[What you are asked to do] How many lines in the material below include the word "exact"? Give only the number.

---

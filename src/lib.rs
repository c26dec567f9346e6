// SPDX-FileCopyrightText: 2026 TriliTech <contact@trili.tech>
//
// SPDX-License-Identifier: MIT
#![warn(clippy::redundant_clone)]
#![warn(missing_docs)]
#![deny(clippy::disallowed_methods)]

//! # abi_codec -- contract ABI call data in Rust
//!
//! Encoder and decoder for the contract ABI call-data format: arguments are
//! laid out in 32-byte words, with statically-sized values placed directly
//! in the head of a block and dynamically-sized values reached through byte
//! offsets into its tail.
//!
//! The following parts of the ABI surface are deliberately not covered:
//!
//! - computing a function selector from a signature (selectors are inputs
//!   here, see [serializer::encode_call]);
//! - JSON interface descriptions;
//! - the non-standard packed encoding.
//!
//! # Usage
//!
//! The general pipeline is as follows: parse a type signature, build a value
//! of that shape, encode; decoding is the exact inverse.
//!
//! A signature such as `"(uint256,string)"` is parsed with [parser::parse]
//! into an [ast::Type] tree. [serializer::encode] takes such a type together
//! with an [ast::Value] of the same shape and produces the byte encoding;
//! [serializer::decode] is its exact inverse on everything the encoder
//! emits: word contents are validated strictly, while tail placement and
//! bytes trailing the outermost block are not re-checked.
//! [serializer::encode_call] and [serializer::decode_call]
//! additionally carry the four-byte selector that prefixes call data on
//! the wire.
//!
//! Values hold arbitrary-precision numerics: unsigned integers are
//! [num_bigint::BigUint], signed ones [num_bigint::BigInt], and fixed-point
//! numbers are exact rationals ([num_rational::BigRational]), so the full
//! range of the 256-bit types survives the round trip.
//!
//! ```
//! use abi_codec::{decode, encode, parse, Value};
//!
//! let ty = parse("(uint256,string)")?;
//! let value = Value::Tuple(vec![
//!     Value::uint(69u32),
//!     Value::String("dave".into()),
//! ]);
//!
//! let bytes = encode(&ty, &value)?;
//! // Two head words (the uint and the string offset), then the string's
//! // length word and its padded payload.
//! assert_eq!(bytes.len(), 4 * 32);
//! assert_eq!(decode(&ty, &bytes)?, value);
//! # Ok::<(), Box<dyn std::error::Error>>(())
//! ```

pub mod ast;
pub mod parser;
pub mod serializer;

pub use ast::{Type, Value};
pub use parser::{parse, ParseError};
pub use serializer::{decode, decode_call, encode, encode_call, DecodeError, EncodeError};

---

[Final answer] 3